О.С.: А как снимались эпизоды с краттами? Они меняют облик, быстро перемещаются, летают.
Р.С.: Мы не использовали компьютерные спецэффекты и трехмерную анимацию. Это марионетки, куклы, которые двигались, благодаря веревкам и дощечкам. А потом мы изображение «чистили», убирая веревки и дощечки. Мне хотелось, чтобы все выглядело натурально.
О.С.: Неземной красоты пейзажи где вы снимали? И когда – осенью, зимой?
Р.С.: И осенью, и зимой. И летом. Причем летние съемки подверглись цветовой обработке, зеленый цвет травы и деревьев заменили на белый, и получился удивительный, феерический зимний пейзаж. Снимали в лесных массивах, на острове Сааремаа. Ничего специально не строили, не подделывали, все эти ландшафты существуют.
О.С.: А как вы подбирали актеров, в том числе массовку? Типажи уж очень колоритные.
Р.С.: Я просматривал сохранившиеся фотографии сельской Эстонии 19-го века. Мы подбирали похожие лица, образы. Одежда – бедная, фактически лохмотья, как у бродяг. Лица и руки черные от копоти и гари. Ведь в холодные месяцы топили самым примитивным образом, и черный дым шел в жилища.
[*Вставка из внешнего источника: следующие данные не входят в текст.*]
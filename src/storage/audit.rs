//! SQLite-backed prediction audit log. Decision columns are stored in clear for
//! querying; the raw sample payload is AES-GCM encrypted.
//! Key derived from a device-bound secret.

use crate::error::AuditError;
use crate::features::RawSample;
use crate::policy::Verdict;
use aes_gcm::{
    aead::{Aead, KeyInit},
    Aes256Gcm,
};
use base64::{engine::general_purpose::STANDARD as BASE64, Engine as _};
use chrono::{DateTime, TimeZone, Utc};
use rand::RngCore;
use rusqlite::{params, Connection, OptionalExtension};
use serde::{Deserialize, Serialize};
use std::path::Path;
use std::sync::{Mutex, MutexGuard};
use uuid::Uuid;

const NONCE_LEN: usize = 12;
const KEY_LEN: usize = 32;

fn derive_key(seed: &[u8]) -> [u8; KEY_LEN] {
    use ring::digest;
    let mut out = [0u8; KEY_LEN];
    let h = digest::digest(&digest::SHA256, seed);
    out[..h.as_ref().len().min(KEY_LEN)].copy_from_slice(h.as_ref());
    out
}

fn encrypt(key: &[u8; KEY_LEN], plaintext: &[u8]) -> Result<String, AuditError> {
    let cipher = Aes256Gcm::new_from_slice(key).map_err(|_| AuditError::Crypto)?;
    let mut nonce = [0u8; NONCE_LEN];
    rand::thread_rng().fill_bytes(&mut nonce);
    let ciphertext = cipher
        .encrypt((&nonce).into(), plaintext)
        .map_err(|_| AuditError::Crypto)?;
    let mut out = nonce.to_vec();
    out.extend(ciphertext);
    Ok(BASE64.encode(&out))
}

fn decrypt(key: &[u8; KEY_LEN], encoded: &str) -> Result<Vec<u8>, AuditError> {
    let raw = BASE64.decode(encoded)?;
    if raw.len() < NONCE_LEN {
        return Err(AuditError::Crypto);
    }
    let (nonce, ct) = raw.split_at(NONCE_LEN);
    let cipher = Aes256Gcm::new_from_slice(key).map_err(|_| AuditError::Crypto)?;
    cipher.decrypt(nonce.into(), ct).map_err(|_| AuditError::Crypto)
}

/// One scored sample as written to the audit log
#[derive(Debug, Clone, PartialEq, Serialize, Deserialize)]
pub struct AuditRecord {
    pub id: String,
    pub ts: DateTime<Utc>,
    pub is_anomaly: bool,
    pub score: f64,
    /// Model generation that produced the score
    pub generation: u64,
    pub sample: RawSample,
}

impl AuditRecord {
    pub fn new(sample: RawSample, verdict: &Verdict, generation: u64) -> Self {
        Self {
            id: Uuid::new_v4().to_string(),
            ts: Utc::now(),
            is_anomaly: verdict.is_anomaly,
            score: verdict.score,
            generation,
            sample,
        }
    }
}

pub struct PredictionLog {
    conn: Mutex<Connection>,
    key: [u8; KEY_LEN],
}

impl PredictionLog {
    /// Open or create DB at path. Key is derived from `secret` (in production: device-bound).
    pub fn open(path: &Path, secret: &[u8]) -> Result<Self, AuditError> {
        let conn = Connection::open(path)?;
        conn.execute_batch(
            r#"
            CREATE TABLE IF NOT EXISTS predictions (
                id TEXT PRIMARY KEY,
                ts INTEGER NOT NULL,
                is_anomaly INTEGER NOT NULL,
                score REAL NOT NULL,
                generation INTEGER NOT NULL,
                payload_enc TEXT NOT NULL
            );
            CREATE INDEX IF NOT EXISTS idx_predictions_ts ON predictions(ts);
            "#,
        )?;
        Ok(Self {
            conn: Mutex::new(conn),
            key: derive_key(secret),
        })
    }

    fn conn(&self) -> Result<MutexGuard<'_, Connection>, AuditError> {
        self.conn.lock().map_err(|_| AuditError::Poisoned)
    }

    /// Append a record (sample payload stored encrypted)
    pub fn record(&self, rec: &AuditRecord) -> Result<(), AuditError> {
        let payload = serde_json::to_vec(&rec.sample)?;
        let enc = encrypt(&self.key, &payload)?;
        self.conn()?.execute(
            "INSERT INTO predictions (id, ts, is_anomaly, score, generation, payload_enc)
             VALUES (?1, ?2, ?3, ?4, ?5, ?6)",
            params![
                rec.id,
                rec.ts.timestamp_millis(),
                rec.is_anomaly,
                rec.score,
                rec.generation as i64,
                enc
            ],
        )?;
        Ok(())
    }

    /// Read a record by id (decrypts the payload)
    pub fn get(&self, id: &str) -> Result<Option<AuditRecord>, AuditError> {
        let row = self
            .conn()?
            .query_row(
                "SELECT id, ts, is_anomaly, score, generation, payload_enc FROM predictions WHERE id = ?1",
                params![id],
                Self::read_row,
            )
            .optional()?;
        row.map(|r| self.decode(r)).transpose()
    }

    /// Most recent records first
    pub fn recent(&self, limit: usize) -> Result<Vec<AuditRecord>, AuditError> {
        let rows: Vec<RawRow> = {
            let conn = self.conn()?;
            let mut stmt = conn.prepare(
                "SELECT id, ts, is_anomaly, score, generation, payload_enc FROM predictions
                 ORDER BY ts DESC, rowid DESC LIMIT ?1",
            )?;
            let mapped = stmt.query_map(params![limit as i64], Self::read_row)?;
            let collected = mapped.collect::<Result<Vec<_>, _>>()?;
            collected
        };
        rows.into_iter().map(|r| self.decode(r)).collect()
    }

    pub fn count(&self) -> Result<u64, AuditError> {
        let n: i64 = self
            .conn()?
            .query_row("SELECT COUNT(*) FROM predictions", [], |r| r.get(0))?;
        Ok(n as u64)
    }

    fn read_row(r: &rusqlite::Row<'_>) -> rusqlite::Result<RawRow> {
        Ok(RawRow {
            id: r.get(0)?,
            ts: r.get(1)?,
            is_anomaly: r.get(2)?,
            score: r.get(3)?,
            generation: r.get(4)?,
            payload_enc: r.get(5)?,
        })
    }

    fn decode(&self, r: RawRow) -> Result<AuditRecord, AuditError> {
        let plain = decrypt(&self.key, &r.payload_enc)?;
        Ok(AuditRecord {
            id: r.id,
            ts: Utc
                .timestamp_millis_opt(r.ts)
                .single()
                .unwrap_or_else(Utc::now),
            is_anomaly: r.is_anomaly,
            score: r.score,
            generation: r.generation as u64,
            sample: serde_json::from_slice(&plain)?,
        })
    }
}

struct RawRow {
    id: String,
    ts: i64,
    is_anomaly: bool,
    score: f64,
    generation: i64,
    payload_enc: String,
}

#[cfg(test)]
mod tests {
    use super::*;
    use crate::features::SampleMode;
    use crate::model::Label;

    fn verdict(is_anomaly: bool, score: f64) -> Verdict {
        Verdict {
            is_anomaly,
            score,
            label: if is_anomaly { Label::Outlier } else { Label::Normal },
        }
    }

    fn sample(rms: f64) -> RawSample {
        RawSample {
            rms_x: Some(rms),
            spectrum_x: Some(vec![0.5; 5]),
            ..Default::default()
        }
        .with_mode(SampleMode::Prediction)
    }

    #[test]
    fn record_roundtrip_decrypts_payload() {
        let dir = tempfile::tempdir().unwrap();
        let log = PredictionLog::open(&dir.path().join("audit.db"), b"test-secret").unwrap();
        let rec = AuditRecord::new(sample(0.25), &verdict(true, -0.41), 2);
        log.record(&rec).unwrap();

        let out = log.get(&rec.id).unwrap().unwrap();
        assert_eq!(out.sample, rec.sample);
        assert_eq!(out.score, -0.41);
        assert!(out.is_anomaly);
        assert_eq!(out.generation, 2);
        assert_eq!(out.ts.timestamp_millis(), rec.ts.timestamp_millis());
        assert!(log.get("missing").unwrap().is_none());
    }

    #[test]
    fn payload_is_not_stored_in_clear() {
        let dir = tempfile::tempdir().unwrap();
        let log = PredictionLog::open(&dir.path().join("audit.db"), b"test-secret").unwrap();
        log.record(&AuditRecord::new(sample(0.125), &verdict(false, 0.2), 1))
            .unwrap();
        let enc: String = log
            .conn()
            .unwrap()
            .query_row("SELECT payload_enc FROM predictions", [], |r| r.get(0))
            .unwrap();
        assert!(!enc.contains("rms_x"));
    }

    #[test]
    fn wrong_secret_cannot_decrypt() {
        let dir = tempfile::tempdir().unwrap();
        let path = dir.path().join("audit.db");
        let rec = AuditRecord::new(sample(0.3), &verdict(false, 0.1), 1);
        PredictionLog::open(&path, b"right").unwrap().record(&rec).unwrap();
        let other = PredictionLog::open(&path, b"wrong").unwrap();
        assert!(matches!(other.get(&rec.id), Err(AuditError::Crypto)));
    }

    #[test]
    fn recent_and_count() {
        let dir = tempfile::tempdir().unwrap();
        let log = PredictionLog::open(&dir.path().join("audit.db"), b"s").unwrap();
        for i in 0..3 {
            log.record(&AuditRecord::new(sample(i as f64), &verdict(false, 0.1), 1))
                .unwrap();
        }
        assert_eq!(log.count().unwrap(), 3);
        let recent = log.recent(2).unwrap();
        assert_eq!(recent.len(), 2);
        assert_eq!(recent[0].sample.rms_x, Some(2.0));
    }
}
//! Isolation forest (Liu et al. 2008) over standardized vectors.
//!
//! Each tree isolates a random subsample by axis-aligned random splits; points
//! that are isolated in few splits are anomalous. With the classic anomaly score
//! `s(x) = 2^(-E[h(x)] / c(psi))`, `score_samples` reports `1 - 2 s(x)`: zero where
//! `s = 0.5`, positive for normal points, approaching -1 for clear outliers.
//! The internal boundary (`offset`) is the `contamination` percentile of the
//! training scores.

use super::{AnomalyModel, Label};
use crate::error::TrainError;
use ndarray::ArrayView2;
use rand::rngs::StdRng;
use rand::{Rng, SeedableRng};
use serde::{Deserialize, Serialize};

const EULER_GAMMA: f64 = 0.577_215_664_901_532_9;

#[derive(Debug, Clone, PartialEq, Serialize, Deserialize)]
pub struct IsolationForestParams {
    pub n_estimators: usize,
    pub max_samples: usize,
    pub contamination: f64,
    pub seed: u64,
}

impl Default for IsolationForestParams {
    fn default() -> Self {
        Self {
            n_estimators: 100,
            max_samples: 256,
            contamination: 0.1,
            seed: 42,
        }
    }
}

#[derive(Debug, Clone, PartialEq, Serialize, Deserialize)]
enum Node {
    Leaf {
        size: usize,
    },
    Split {
        feature: usize,
        threshold: f64,
        left: Box<Node>,
        right: Box<Node>,
    },
}

#[derive(Debug, Clone, PartialEq, Serialize, Deserialize)]
pub struct IsolationForest {
    params: IsolationForestParams,
    trees: Vec<Node>,
    /// Subsample size actually used per tree
    sample_size: usize,
    n_features: usize,
    offset: f64,
}

/// Average path length of an unsuccessful BST search over `n` points.
fn average_path_length(n: usize) -> f64 {
    match n {
        0 | 1 => 0.0,
        2 => 1.0,
        _ => {
            let n = n as f64;
            2.0 * ((n - 1.0).ln() + EULER_GAMMA) - 2.0 * (n - 1.0) / n
        }
    }
}

/// Linear-interpolated percentile, `q` in [0, 1].
fn percentile(sorted: &[f64], q: f64) -> f64 {
    if sorted.is_empty() {
        return 0.0;
    }
    let pos = q.clamp(0.0, 1.0) * (sorted.len() - 1) as f64;
    let lo = pos.floor() as usize;
    let hi = pos.ceil() as usize;
    sorted[lo] + (sorted[hi] - sorted[lo]) * (pos - lo as f64)
}

impl IsolationForest {
    pub fn new(params: IsolationForestParams) -> Self {
        Self {
            params,
            trees: Vec::new(),
            sample_size: 0,
            n_features: 0,
            offset: 0.0,
        }
    }

    pub fn params(&self) -> &IsolationForestParams {
        &self.params
    }

    pub fn offset(&self) -> f64 {
        self.offset
    }

    pub fn is_fitted(&self) -> bool {
        !self.trees.is_empty()
    }

    fn build_tree(
        x: &ArrayView2<'_, f64>,
        idx: Vec<usize>,
        depth: usize,
        height_limit: usize,
        rng: &mut StdRng,
    ) -> Node {
        let size = idx.len();
        if size <= 1 || depth >= height_limit {
            return Node::Leaf { size };
        }

        // Only features that still vary within this node can split it.
        let candidates: Vec<(usize, f64, f64)> = (0..x.ncols())
            .filter_map(|f| {
                let (lo, hi) = idx.iter().fold((f64::INFINITY, f64::NEG_INFINITY), |(lo, hi), &i| {
                    let v = x[[i, f]];
                    (lo.min(v), hi.max(v))
                });
                (hi > lo).then_some((f, lo, hi))
            })
            .collect();
        if candidates.is_empty() {
            return Node::Leaf { size };
        }

        let (feature, lo, hi) = candidates[rng.gen_range(0..candidates.len())];
        let threshold = lo + rng.gen::<f64>() * (hi - lo);
        let (left, right): (Vec<usize>, Vec<usize>) =
            idx.into_iter().partition(|&i| x[[i, feature]] <= threshold);
        if left.is_empty() || right.is_empty() {
            return Node::Leaf { size };
        }

        Node::Split {
            feature,
            threshold,
            left: Box::new(Self::build_tree(x, left, depth + 1, height_limit, rng)),
            right: Box::new(Self::build_tree(x, right, depth + 1, height_limit, rng)),
        }
    }

    fn path_length(tree: &Node, x: &[f64]) -> f64 {
        let mut node = tree;
        let mut depth = 0.0;
        loop {
            match node {
                Node::Leaf { size } => return depth + average_path_length(*size),
                Node::Split {
                    feature,
                    threshold,
                    left,
                    right,
                } => {
                    node = if x[*feature] <= *threshold { left.as_ref() } else { right.as_ref() };
                    depth += 1.0;
                }
            }
        }
    }

    /// Liu et al. anomaly score in (0, 1]; near 1 is anomalous.
    fn anomaly_score(&self, x: &[f64]) -> f64 {
        let mean_path =
            self.trees.iter().map(|t| Self::path_length(t, x)).sum::<f64>() / self.trees.len() as f64;
        let c = average_path_length(self.sample_size);
        2f64.powf(-mean_path / c)
    }
}

impl Default for IsolationForest {
    fn default() -> Self {
        Self::new(IsolationForestParams::default())
    }
}

impl AnomalyModel for IsolationForest {
    fn fit(&mut self, x: ArrayView2<'_, f64>) -> Result<(), TrainError> {
        let (n, d) = x.dim();
        if n < 2 || d == 0 {
            return Err(TrainError::Fit(format!(
                "isolation forest needs at least 2 rows and 1 column, got {}x{}",
                n, d
            )));
        }
        if x.iter().any(|v| !v.is_finite()) {
            return Err(TrainError::Fit("training matrix contains non-finite values".to_string()));
        }
        if self.params.n_estimators == 0 {
            return Err(TrainError::Fit("n_estimators must be positive".to_string()));
        }

        let sample_size = self.params.max_samples.clamp(2, n);
        let height_limit = (sample_size as f64).log2().ceil() as usize;
        let mut rng = StdRng::seed_from_u64(self.params.seed);

        let trees = (0..self.params.n_estimators)
            .map(|_| {
                let idx = rand::seq::index::sample(&mut rng, n, sample_size).into_vec();
                Self::build_tree(&x, idx, 0, height_limit, &mut rng)
            })
            .collect();

        self.trees = trees;
        self.sample_size = sample_size;
        self.n_features = d;

        let mut scores: Vec<f64> = x
            .rows()
            .into_iter()
            .map(|row| match row.as_slice() {
                Some(s) => self.score_samples(s),
                None => self.score_samples(&row.to_vec()),
            })
            .collect();
        scores.sort_by(f64::total_cmp);
        self.offset = percentile(&scores, self.params.contamination);
        Ok(())
    }

    /// `1 - 2 s(x)`. How low a far outlier can go is bounded by the training
    /// batch: it lands in the same leaves as the batch's extreme rows, so on
    /// low-diversity or discretised batches (few distinct values per feature)
    /// clear outliers bottom out near -0.25 instead of -0.4. A fixed
    /// `anomaly_threshold` below that never fires there and `predict` carries
    /// the decision alone.
    fn score_samples(&self, x: &[f64]) -> f64 {
        if self.trees.is_empty() {
            return 0.0;
        }
        1.0 - 2.0 * self.anomaly_score(x)
    }

    fn predict(&self, x: &[f64]) -> Label {
        if self.score_samples(x) < self.offset {
            Label::Outlier
        } else {
            Label::Normal
        }
    }

    fn n_features(&self) -> usize {
        self.n_features
    }

    fn name(&self) -> &str {
        "isolation_forest"
    }
}

#[cfg(test)]
mod tests {
    use super::*;
    use ndarray::Array2;
    use rand::Rng;

    fn cluster(n: usize, d: usize, seed: u64) -> Array2<f64> {
        let mut rng = StdRng::seed_from_u64(seed);
        Array2::from_shape_fn((n, d), |_| rng.gen_range(-1.0..1.0))
    }

    #[test]
    fn average_path_length_matches_reference_values() {
        assert_eq!(average_path_length(1), 0.0);
        assert_eq!(average_path_length(2), 1.0);
        assert!((average_path_length(256) - 10.244_770_920_119_917).abs() < 1e-9);
    }

    #[test]
    fn percentile_interpolates() {
        let s = [1.0, 2.0, 3.0, 4.0, 5.0];
        assert_eq!(percentile(&s, 0.0), 1.0);
        assert_eq!(percentile(&s, 0.5), 3.0);
        assert!((percentile(&s, 0.1) - 1.4).abs() < 1e-12);
    }

    #[test]
    fn outlier_scores_below_inlier() {
        let x = cluster(200, 4, 1);
        let mut forest = IsolationForest::default();
        forest.fit(x.view()).unwrap();
        let inlier = forest.score_samples(&[0.0, 0.0, 0.0, 0.0]);
        let outlier = forest.score_samples(&[8.0, 8.0, 8.0, 8.0]);
        assert!(outlier < inlier);
        assert_eq!(forest.predict(&[8.0, 8.0, 8.0, 8.0]), Label::Outlier);
        assert_eq!(forest.predict(&[0.0, 0.0, 0.0, 0.0]), Label::Normal);
    }

    #[test]
    fn contamination_sets_training_outlier_fraction() {
        let x = cluster(100, 3, 2);
        let mut forest = IsolationForest::default();
        forest.fit(x.view()).unwrap();
        let flagged = x
            .rows()
            .into_iter()
            .filter(|r| forest.predict(&r.to_vec()) == Label::Outlier)
            .count();
        // strict `<` against an interpolated percentile: at most ~10% of rows
        assert!(flagged <= 10, "flagged {}", flagged);
        assert!(flagged >= 5, "flagged {}", flagged);
    }

    #[test]
    fn same_seed_is_reproducible() {
        let x = cluster(100, 5, 3);
        let mut a = IsolationForest::default();
        let mut b = IsolationForest::default();
        a.fit(x.view()).unwrap();
        b.fit(x.view()).unwrap();
        assert_eq!(a, b);
        let query = [0.3, -0.2, 0.9, 0.0, 0.1];
        assert_eq!(a.score_samples(&query).to_bits(), b.score_samples(&query).to_bits());
    }

    #[test]
    fn constant_matrix_fits_without_splits() {
        let x = Array2::from_elem((10, 3), 1.0);
        let mut forest = IsolationForest::default();
        forest.fit(x.view()).unwrap();
        let score = forest.score_samples(&[1.0, 1.0, 1.0]);
        assert!(score.is_finite());
    }

    #[test]
    fn rejects_degenerate_input() {
        let mut forest = IsolationForest::default();
        assert!(forest.fit(Array2::<f64>::zeros((1, 3)).view()).is_err());
        let mut bad = cluster(10, 2, 4);
        bad[[3, 1]] = f64::NAN;
        assert!(forest.fit(bad.view()).is_err());
        assert!(!forest.is_fitted());
    }
}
Крестьянские дома и хозяйственные постройки очень отличаются от нынешних. Именно после просмотра этих фотографий я принял решение снимать черно-белый фильм и привлечь на многие роли, кроме главных, обычных людей, не актеров. Объявили конкурс, нам присылали фотографии, и мы выбирали подходящих людей для фильма.
О.С.: Картину уже показывали в Эстонии? Если да, как ее принимали?
Р.С.: Публика принимала хорошо. Роман очень известен в Эстонии, у него культовый статус. Поэтому почти все критики сравнивали наш фильм с книгой. В книге - так, у нас - иначе. Кто-то остался этим недоволен.
О.С.: Будет ли фильм понятен американцам?
Р.С.: Есть универсальные мотивы и сюжетные ходы. Думаю, что многое будет понятно. Мы делали фильм вместе с поляками и голландцами. Поляки все хорошо понимали, они в своей истории знали, что такое беспросветная бедность. С голландцами было сложнее, например, приходилось объяснять, почему крестьяне воруют.